» **YOUR OBJECTIVE**:
Determine the number of lines in the data that contain "AppState", and write only that number.

*** Opening GIVEN DATA ***

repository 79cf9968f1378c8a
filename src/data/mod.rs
/// Data layer: core types, loading, validation, cleaning and filtering.
///
/// Architecture:
/// ```text
///      nasa.csv
///        │
///        ▼
///   ┌──────────┐
///   │  loader  │  parse file → Table
///   └──────────┘
///        │
///        ▼
///   ┌──────────┐
///   │ validate │  non-empty + required columns (gate for every stage)
///   └──────────┘
///        │
///        ▼
///   ┌──────────┐
///   │  clean   │  date cutoff → new Table, column projection summary
///   └──────────┘
///        │
///        ▼
///   ┌──────────┐
///   │  filter  │  viewer-side categorical predicates → visible indices
///   └──────────┘
/// ```

pub mod clean;
pub mod filter;
pub mod loader;
pub mod model;
pub mod validate;
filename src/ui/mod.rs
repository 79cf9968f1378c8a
pub mod panels;
pub mod plot;
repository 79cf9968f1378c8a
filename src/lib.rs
//! Near-Earth asteroid close-approach analysis.
//!
//! ```text
//!  nasa.csv ─▶ data::loader ─▶ data::clean ─▶ analysis ─▶ pipeline::Report
//!                                   │
//!                                   └──────▶ app (egui chart viewer)
//! ```

pub mod analysis;
pub mod app;
pub mod color;
pub mod config;
pub mod data;
pub mod error;
pub mod pipeline;
pub mod state;
pub mod ui;
use std::collections::BTreeMap;
use std::f64::consts::TAU;

use eframe::egui::{Color32, RichText, Stroke, Ui};
use egui_plot::{Bar, BarChart, GridMark, Legend, Line, Plot, PlotPoint, PlotPoints, Points, Polygon, Text};

use crate::analysis::{HazardCounts, Histogram, Regression};
use crate::color::{generate_palette, ColorMap};
use crate::data::model::Value;
use crate::error::Result;
use crate::state::{AppState, ChartKind, MotionPoint};

/// Orbit bars beyond this many (by count) are not drawn.
const MAX_ORBIT_BARS: usize = 40;

// ---------------------------------------------------------------------------
// Central panel
// ---------------------------------------------------------------------------

/// Render the selected chart for the visible rows.
pub fn chart_panel(ui: &mut Ui, state: &AppState) {
    if state.cleaned.is_none() {
        ui.centered_and_justified(|ui: &mut Ui| {
            ui.heading("Open a CSV file to analyse  (File → Open…)");
        });
        return;
    }
    let Some(charts) = &state.charts else {
        ui.centered_and_justified(|ui: &mut Ui| {
            ui.heading("No rows match the current filters");
        });
        return;
    };

    match state.chart {
        ChartKind::DiameterHistogram => {
            with_data(ui, &charts.histogram, diameter_histogram);
        }
        ChartKind::OrbitCounts => {
            with_data(ui, &charts.orbit_counts, orbit_counts);
        }
        ChartKind::HazardPie => {
            with_data(ui, &charts.hazard, |ui, counts| {
                hazard_pie(ui, counts, state.color_map.as_ref())
            });
        }
        ChartKind::Motion => {
            motion_scatter(
                ui,
                &charts.motion,
                charts.regression.as_ref().ok(),
                state.color_map.as_ref(),
            );
        }
    }
}

fn with_data<T>(ui: &mut Ui, data: &Result<T>, draw: impl FnOnce(&mut Ui, &T)) {
    match data {
        Ok(v) => draw(ui, v),
        Err(e) => {
            ui.centered_and_justified(|ui: &mut Ui| {
                ui.label(RichText::new(format!("Chart unavailable: {e}")).color(Color32::RED));
            });
        }
    }
}

// ---------------------------------------------------------------------------
// Individual charts
// ---------------------------------------------------------------------------

fn diameter_histogram(ui: &mut Ui, hist: &Histogram) {
    let bars: Vec<Bar> = hist
        .counts
        .iter()
        .enumerate()
        .map(|(i, &n)| {
            Bar::new(hist.bin_center(i), n as f64)
                .width(hist.bin_width * 0.95)
                .name(format!("{:.3} km", hist.bin_center(i)))
        })
        .collect();

    Plot::new("diameter_histogram")
        .legend(Legend::default())
        .x_axis_label("Average estimated diameter (km)")
        .y_axis_label("Asteroids")
        .allow_boxed_zoom(true)
        .show(ui, |plot_ui| {
            plot_ui.bar_chart(
                BarChart::new(bars)
                    .name("Diameter")
                    .color(Color32::LIGHT_BLUE),
            );
        });
}

fn orbit_counts(ui: &mut Ui, counts: &BTreeMap<String, usize>) {
    let mut sorted: Vec<(String, usize)> = counts.iter().map(|(k, v)| (k.clone(), *v)).collect();
    sorted.sort_by(|a, b| b.1.cmp(&a.1).then_with(|| a.0.cmp(&b.0)));
    sorted.truncate(MAX_ORBIT_BARS);

    let palette = generate_palette(sorted.len(), 200.0);
    let labels: Vec<String> = sorted.iter().map(|(id, _)| id.clone()).collect();
    let bars: Vec<Bar> = sorted
        .iter()
        .zip(palette)
        .enumerate()
        .map(|(i, ((id, n), color))| {
            Bar::new(i as f64, *n as f64)
                .width(0.8)
                .name(format!("Orbit {id}"))
                .fill(color)
        })
        .collect();

    Plot::new("orbit_counts")
        .x_axis_label("Orbit ID")
        .y_axis_label("Asteroids")
        .x_axis_formatter(move |mark: GridMark, _range| {
            let idx = mark.value.round();
            if (mark.value - idx).abs() > f64::EPSILON || idx < 0.0 {
                return String::new();
            }
            labels.get(idx as usize).cloned().unwrap_or_default()
        })
        .show(ui, |plot_ui| {
            plot_ui.bar_chart(BarChart::new(bars).name("Orbit IDs"));
        });
}

fn hazard_pie(ui: &mut Ui, counts: &HazardCounts, colors: Option<&ColorMap>) {
    let total = counts.total() as f64;
    let slices = [
        (Value::Bool(true), "Hazardous", counts.hazardous),
        (Value::Bool(false), "Not hazardous", counts.harmless),
    ];

    Plot::new("hazard_pie")
        .legend(Legend::default())
        .data_aspect(1.0)
        .show_axes(false)
        .show_grid(false)
        .allow_drag(false)
        .allow_zoom(false)
        .allow_scroll(false)
        .show(ui, |plot_ui| {
            let mut start = 0.0;
            for (value, label, n) in slices {
                if n == 0 {
                    continue;
                }
                let share = n as f64 / total;
                let sweep = share * TAU;
                let color = colors.map_or(Color32::GRAY, |cm| cm.color_for(&value));

                plot_ui.polygon(
                    Polygon::new(PlotPoints::new(pie_slice(start, sweep)))
                        .name(label)
                        .fill_color(color)
                        .stroke(Stroke::new(1.0, Color32::WHITE)),
                );

                let mid = start + sweep / 2.0;
                plot_ui.text(Text::new(
                    PlotPoint::new(0.6 * mid.cos(), 0.6 * mid.sin()),
                    RichText::new(format!("{:.1}%", share * 100.0)).strong(),
                ));
                start += sweep;
            }
        });
}

/// Wedge of the unit circle from `start` spanning `sweep` radians.
fn pie_slice(start: f64, sweep: f64) -> Vec<[f64; 2]> {
    let steps = ((sweep / TAU) * 120.0).ceil().max(2.0) as usize;
    let mut points = vec![[0.0, 0.0]];
    points.extend((0..=steps).map(|i| {
        let angle = start + sweep * i as f64 / steps as f64;
        [angle.cos(), angle.sin()]
    }));
    points
}

fn motion_scatter(
    ui: &mut Ui,
    points: &[MotionPoint],
    regression: Option<&Regression>,
    colors: Option<&ColorMap>,
) {
    // Group points by hazard flag so each group gets one legend entry.
    let mut groups: BTreeMap<&Value, Vec<[f64; 2]>> = BTreeMap::new();
    for p in points {
        groups
            .entry(&p.hazardous)
            .or_default()
            .push([p.miss_dist_km, p.miles_per_hour]);
    }

    let x_range = points
        .iter()
        .map(|p| p.miss_dist_km)
        .fold(None, |acc: Option<(f64, f64)>, x| match acc {
            Some((lo, hi)) => Some((lo.min(x), hi.max(x))),
            None => Some((x, x)),
        });

    Plot::new("motion_scatter")
        .legend(Legend::default())
        .x_axis_label("Miss distance (km)")
        .y_axis_label("Miles per hour")
        .allow_boxed_zoom(true)
        .show(ui, |plot_ui| {
            for (value, pts) in groups {
                let color = colors.map_or(Color32::LIGHT_BLUE, |cm| cm.color_for(value));
                plot_ui.points(
                    Points::new(PlotPoints::new(pts))
                        .name(format!("Hazardous = {value}"))
                        .color(color)
                        .radius(2.0),
                );
            }

            if let (Some(reg), Some((lo, hi))) = (regression, x_range) {
                let line = PlotPoints::new(vec![[lo, reg.predict(lo)], [hi, reg.predict(hi)]]);
                plot_ui.line(
                    Line::new(line)
                        .name(format!("fit (r = {:.3}, p = {:.2e})", reg.r_value, reg.p_value))
                        .color(Color32::YELLOW)
                        .width(2.0),
                );
            }
        });
}

#[cfg(test)]
mod tests {
    use super::*;

    #[test]
    fn pie_slice_starts_at_center_and_follows_arc() {
        let pts = pie_slice(0.0, TAU / 4.0);
        assert_eq!(pts[0], [0.0, 0.0]);
        assert!((pts[1][0] - 1.0).abs() < 1e-12);
        let [x, y] = pts[pts.len() - 1];
        assert!(x.abs() < 1e-12 && (y - 1.0).abs() < 1e-12);
    }
}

*** Closing GIVEN DATA ***

» **ANSWER FOR THIS EXERCISE**:
2